Com efeito, o padrão cultural brasileiro é fundado em modelo patriarcal eurocêntrico, o que coloca homens brancos em posição de privilégio social em relação a outros grupos sociais, como negros, mulheres, indígenas, homossexuais etc., que são histórica e sistematicamente excluídos do processo político.[1]

Nesse cenário, as potencialidades de desenvolvimento dos cidadãos que não se inserem no padrão hegemônico patriarcal eurocêntrico são proporcionalmente menores, à medida que se distanciam desse modelo cultural, por meio dos marcadores sociais da desigualdade.

Tudo isso conduz a uma tendência de perpetuação dos arranjos sociais tradicionais, diante da grande dificuldade de rompimento das barreiras da injustiça cultural. É por isso que, paralelamente ao conceito formal de igualdade, são acrescentadas perspectivas de igualdade substancial, como a igualdade material enquanto mecanismo de redistribuição de renda; e a igualdade material como diretriz de reconhecimento e proteção de categorias identitárias.[2]

Em contextos de grande desigualdade no plano fático, os cidadãos não devem ter o mesmo tratamento. Ao contrário, o Direito surge como instrumento de Justiça social, para reduzir as desigualdades, de modo que o ordenamento jurídico pode tratar pessoas de maneiras distintas, com a finalidade de promover igualdade substancial.

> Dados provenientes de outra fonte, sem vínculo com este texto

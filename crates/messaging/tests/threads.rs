mod common;

use assert_matches::assert_matches;
use common::{create_profile, create_project, fixture};
use sitelink_core::cache::CacheTag;
use sitelink_core::error::CoreError;
use sitelink_core::roles::{Party, ProfileRole};
use sitelink_core::threads::ThreadType;
use sitelink_db::models::link::ProjectTradeKey;
use sitelink_db::EntityStore;
use sitelink_messaging::links::ensure_project_trade_link;
use sitelink_messaging::threads::{
    ensure_announcement_thread, ensure_project_threads_for_links, find_or_create_direct_thread,
    find_or_create_thread, list_direct_threads, list_messages, list_threads_for_trade,
    mark_thread_as_read, move_thread_to_project, participant_party, send_message, toggle_archived,
    toggle_pinned, MoveThread, SendMessage,
};
use sitelink_messaging::ServiceError;

fn message(thread_id: i64, sender_role: Party, sender_id: i64, body: &str) -> SendMessage {
    SendMessage {
        thread_id,
        sender_role,
        sender_id,
        body: body.to_string(),
    }
}

// ---------------------------------------------------------------------------
// Ensure
// ---------------------------------------------------------------------------

#[tokio::test]
async fn announcement_thread_is_created_once() {
    let f = fixture().await;
    let first = ensure_announcement_thread(&f.store, f.project.id).await.unwrap();
    let second = ensure_announcement_thread(&f.store, f.project.id).await.unwrap();

    assert_eq!(first.value.id, second.value.id);
    assert!(first.value.is_announcement());
    assert_eq!(first.value.gc_user_id, f.gc.user_id);
    assert_eq!(
        f.store.list_threads_for_project(f.project.id).await.unwrap().len(),
        1
    );
}

#[tokio::test]
async fn concurrent_ensures_create_one_announcement_thread() {
    let f = fixture().await;
    let (a, b) = tokio::join!(
        ensure_announcement_thread(&f.store, f.project.id),
        ensure_announcement_thread(&f.store, f.project.id),
    );
    assert_eq!(a.unwrap().value.id, b.unwrap().value.id);
}

#[tokio::test]
async fn announcement_for_unknown_project_is_not_found() {
    let f = fixture().await;
    let err = ensure_announcement_thread(&f.store, 9_999).await.unwrap_err();
    assert_matches!(
        err,
        ServiceError::Core(CoreError::NotFound { entity: "Project", id: 9_999 })
    );
}

#[tokio::test]
async fn threads_are_created_for_each_linked_trade() {
    let f = fixture().await;
    let second_trade = create_profile(&f.store, 201, ProfileRole::Trade, "Pipe Pros").await;
    for trade in [&f.trade, &second_trade] {
        ensure_project_trade_link(&f.store, f.project.id, trade.id, f.gc.user_id)
            .await
            .unwrap();
    }

    let listed = ensure_project_threads_for_links(&f.store, f.project.id)
        .await
        .unwrap();
    assert_eq!(listed.value.len(), 3);
    assert!(listed.value[0].is_announcement());
    assert!(listed.invalidates.contains(&CacheTag::ProjectThreads(f.project.id)));

    let again = ensure_project_threads_for_links(&f.store, f.project.id)
        .await
        .unwrap();
    let ids = |threads: &[sitelink_db::models::thread::ProjectThread]| {
        let mut ids: Vec<i64> = threads.iter().map(|t| t.id).collect();
        ids.sort();
        ids
    };
    assert_eq!(ids(&listed.value), ids(&again.value));
    assert!(again.invalidates.is_empty());
}

#[tokio::test]
async fn find_or_create_thread_reuses_the_pair() {
    let f = fixture().await;
    let a = find_or_create_thread(&f.store, f.project.id, f.trade.id).await.unwrap();
    let b = find_or_create_thread(&f.store, f.project.id, f.trade.id).await.unwrap();
    assert_eq!(a.value.id, b.value.id);
    assert!(a.value.is_project());
    assert_eq!(a.value.trade_profile_id, Some(f.trade.id));
}

#[tokio::test]
async fn direct_thread_requires_a_trade_profile() {
    let f = fixture().await;
    let thread = find_or_create_direct_thread(&f.store, f.gc.user_id, f.trade.id)
        .await
        .unwrap();
    assert!(thread.value.is_direct());
    assert_eq!(thread.value.project_id, None);
    assert!(thread
        .invalidates
        .contains(&CacheTag::DirectThreads(f.gc.user_id)));

    let err = find_or_create_direct_thread(&f.store, f.gc.user_id, f.gc.id)
        .await
        .unwrap_err();
    assert_matches!(err, ServiceError::Core(CoreError::Validation(_)));
}

// ---------------------------------------------------------------------------
// Messages and unread counters
// ---------------------------------------------------------------------------

#[tokio::test]
async fn sending_bumps_the_other_side_and_read_resets_it() {
    let f = fixture().await;
    let thread = find_or_create_thread(&f.store, f.project.id, f.trade.id)
        .await
        .unwrap()
        .value;

    send_message(&f.store, message(thread.id, Party::Gc, f.gc.user_id, "Can you start Monday?"))
        .await
        .unwrap();
    send_message(&f.store, message(thread.id, Party::Gc, f.gc.user_id, "Gate code is 4411"))
        .await
        .unwrap();

    let stored = f.store.find_thread(thread.id).await.unwrap().unwrap();
    assert_eq!(stored.unread_count_trade, 2);
    assert_eq!(stored.unread_count_gc, 0);
    assert_eq!(stored.last_message_preview.as_deref(), Some("Gate code is 4411"));
    assert!(stored.last_message_at.is_some());

    let read = mark_thread_as_read(&f.store, thread.id, Party::Trade).await.unwrap();
    assert_eq!(read.value.unread_count_trade, 0);

    send_message(&f.store, message(thread.id, Party::Trade, f.trade.user_id, "Yes"))
        .await
        .unwrap();
    let stored = f.store.find_thread(thread.id).await.unwrap().unwrap();
    assert_eq!(stored.unread_count_gc, 1);
    assert_eq!(stored.unread_count_trade, 0);
}

#[tokio::test]
async fn concurrent_sends_do_not_lose_increments() {
    let f = fixture().await;
    let thread = find_or_create_thread(&f.store, f.project.id, f.trade.id)
        .await
        .unwrap()
        .value;

    let (a, b, c) = tokio::join!(
        send_message(&f.store, message(thread.id, Party::Trade, f.trade.user_id, "one")),
        send_message(&f.store, message(thread.id, Party::Trade, f.trade.user_id, "two")),
        send_message(&f.store, message(thread.id, Party::Trade, f.trade.user_id, "three")),
    );
    a.unwrap();
    b.unwrap();
    c.unwrap();

    let stored = f.store.find_thread(thread.id).await.unwrap().unwrap();
    assert_eq!(stored.unread_count_gc, 3);
}

#[tokio::test]
async fn preview_is_truncated_to_one_hundred_chars() {
    let f = fixture().await;
    let thread = find_or_create_thread(&f.store, f.project.id, f.trade.id)
        .await
        .unwrap()
        .value;
    let body = "b".repeat(150);
    let sent = send_message(&f.store, message(thread.id, Party::Gc, f.gc.user_id, &body))
        .await
        .unwrap();
    assert_eq!(sent.value.body.len(), 150);

    let stored = f.store.find_thread(thread.id).await.unwrap().unwrap();
    assert_eq!(stored.last_message_preview, Some("b".repeat(100)));
}

#[tokio::test]
async fn trade_cannot_post_in_announcement_thread() {
    let f = fixture().await;
    let thread = ensure_announcement_thread(&f.store, f.project.id)
        .await
        .unwrap()
        .value;

    let err = send_message(&f.store, message(thread.id, Party::Trade, f.trade.user_id, "hi"))
        .await
        .unwrap_err();
    assert_matches!(err, ServiceError::Core(CoreError::Forbidden(_)));
    assert!(list_messages(&f.store, thread.id).await.unwrap().is_empty());

    send_message(&f.store, message(thread.id, Party::Gc, f.gc.user_id, "Site closed Friday"))
        .await
        .unwrap();
    assert_eq!(list_messages(&f.store, thread.id).await.unwrap().len(), 1);
}

#[tokio::test]
async fn empty_body_is_rejected() {
    let f = fixture().await;
    let thread = find_or_create_thread(&f.store, f.project.id, f.trade.id)
        .await
        .unwrap()
        .value;
    let err = send_message(&f.store, message(thread.id, Party::Gc, f.gc.user_id, "   "))
        .await
        .unwrap_err();
    assert_matches!(err, ServiceError::Core(CoreError::Validation(_)));
}

#[tokio::test]
async fn messages_are_listed_oldest_first() {
    let f = fixture().await;
    let thread = find_or_create_thread(&f.store, f.project.id, f.trade.id)
        .await
        .unwrap()
        .value;
    for body in ["first", "second", "third"] {
        send_message(&f.store, message(thread.id, Party::Gc, f.gc.user_id, body))
            .await
            .unwrap();
    }
    let bodies: Vec<String> = list_messages(&f.store, thread.id)
        .await
        .unwrap()
        .into_iter()
        .map(|m| m.body)
        .collect();
    assert_eq!(bodies, vec!["first", "second", "third"]);
}

#[tokio::test]
async fn send_message_reports_affected_tags() {
    let f = fixture().await;
    let thread = find_or_create_thread(&f.store, f.project.id, f.trade.id)
        .await
        .unwrap()
        .value;
    let sent = send_message(&f.store, message(thread.id, Party::Gc, f.gc.user_id, "ok"))
        .await
        .unwrap();
    for tag in [
        CacheTag::Messages(thread.id),
        CacheTag::Thread(thread.id),
        CacheTag::ProjectThreads(f.project.id),
        CacheTag::TradeThreads(f.trade.id),
    ] {
        assert!(sent.invalidates.contains(&tag), "missing {tag}");
    }
}

// ---------------------------------------------------------------------------
// Flags and listings
// ---------------------------------------------------------------------------

#[tokio::test]
async fn toggles_flip_flags() {
    let f = fixture().await;
    let thread = find_or_create_direct_thread(&f.store, f.gc.user_id, f.trade.id)
        .await
        .unwrap()
        .value;

    assert!(toggle_pinned(&f.store, thread.id).await.unwrap().value.pinned);
    assert!(!toggle_pinned(&f.store, thread.id).await.unwrap().value.pinned);
    assert!(toggle_archived(&f.store, thread.id).await.unwrap().value.archived);

    let err = toggle_pinned(&f.store, 9_999).await.unwrap_err();
    assert_matches!(err, ServiceError::Core(CoreError::NotFound { .. }));
}

#[tokio::test]
async fn archived_threads_are_hidden_unless_requested() {
    let f = fixture().await;
    let other = create_profile(&f.store, 202, ProfileRole::Trade, "Roof Co").await;
    let kept = find_or_create_direct_thread(&f.store, f.gc.user_id, f.trade.id)
        .await
        .unwrap()
        .value;
    let archived = find_or_create_direct_thread(&f.store, f.gc.user_id, other.id)
        .await
        .unwrap()
        .value;
    toggle_archived(&f.store, archived.id).await.unwrap();

    let visible = list_direct_threads(&f.store, f.gc.user_id, false).await.unwrap();
    assert_eq!(visible.iter().map(|t| t.id).collect::<Vec<_>>(), vec![kept.id]);

    let all = list_direct_threads(&f.store, f.gc.user_id, true).await.unwrap();
    assert_eq!(all.len(), 2);
}

#[tokio::test]
async fn trade_listing_puts_pinned_and_recent_first() {
    let f = fixture().await;
    let second_project = create_project(&f.store, f.gc.user_id, "Oak Ave addition").await;

    let quiet = find_or_create_thread(&f.store, f.project.id, f.trade.id)
        .await
        .unwrap()
        .value;
    let busy = find_or_create_thread(&f.store, second_project.id, f.trade.id)
        .await
        .unwrap()
        .value;
    let pinned = find_or_create_direct_thread(&f.store, f.gc.user_id, f.trade.id)
        .await
        .unwrap()
        .value;

    send_message(&f.store, message(busy.id, Party::Gc, f.gc.user_id, "update"))
        .await
        .unwrap();
    toggle_pinned(&f.store, pinned.id).await.unwrap();

    let ids: Vec<i64> = list_threads_for_trade(&f.store, f.trade.id, false)
        .await
        .unwrap()
        .iter()
        .map(|t| t.id)
        .collect();
    assert_eq!(ids, vec![pinned.id, busy.id, quiet.id]);
}

// ---------------------------------------------------------------------------
// Move to project
// ---------------------------------------------------------------------------

#[tokio::test]
async fn moving_a_direct_thread_links_the_trade() {
    let f = fixture().await;
    let direct = find_or_create_direct_thread(&f.store, f.gc.user_id, f.trade.id)
        .await
        .unwrap()
        .value;

    let moved = move_thread_to_project(
        &f.store,
        MoveThread {
            thread_id: direct.id,
            project_id: f.project.id,
            trade_profile_id: f.trade.id,
            added_by: f.gc.user_id,
        },
    )
    .await
    .unwrap();

    assert_eq!(moved.value.id, direct.id);
    assert_eq!(moved.value.thread_type, ThreadType::Project);
    assert_eq!(moved.value.project_id, Some(f.project.id));
    assert!(moved.invalidates.contains(&CacheTag::DirectThreads(f.gc.user_id)));
    assert!(moved.invalidates.contains(&CacheTag::ProjectThreads(f.project.id)));

    let link = f
        .store
        .find_project_trade_link(ProjectTradeKey {
            project_id: f.project.id,
            trade_profile_id: f.trade.id,
        })
        .await
        .unwrap();
    assert!(link.is_some());
    assert!(list_direct_threads(&f.store, f.gc.user_id, true)
        .await
        .unwrap()
        .is_empty());
}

A fim de combater injustiças existentes no plano fático, o Direito pode atuar tanto por meio de estratégias punitivo-repressivas, punindo determinada conduta que se quer repelir da sociedade,[3] como por estratégias promocionais ou ações afirmativas,[4] que são medidas compensatórias temporárias que visam a acelerar a igualdade como processo.[5]

O próprio texto constitucional brasileiro estabelece, para além da igualdade formal, que são objetivos fundamentais do Brasil “reduzir as desigualdades sociais e regionais” e “promover o bem de todos, sem preconceitos de origem, raça, sexo, cor, idade e quaisquer outras formas de discriminação” (art. 3º, III e IV), abrindo espaço para um tratamento jurídico diferenciado para pessoas ou grupos sociais em situações distintas.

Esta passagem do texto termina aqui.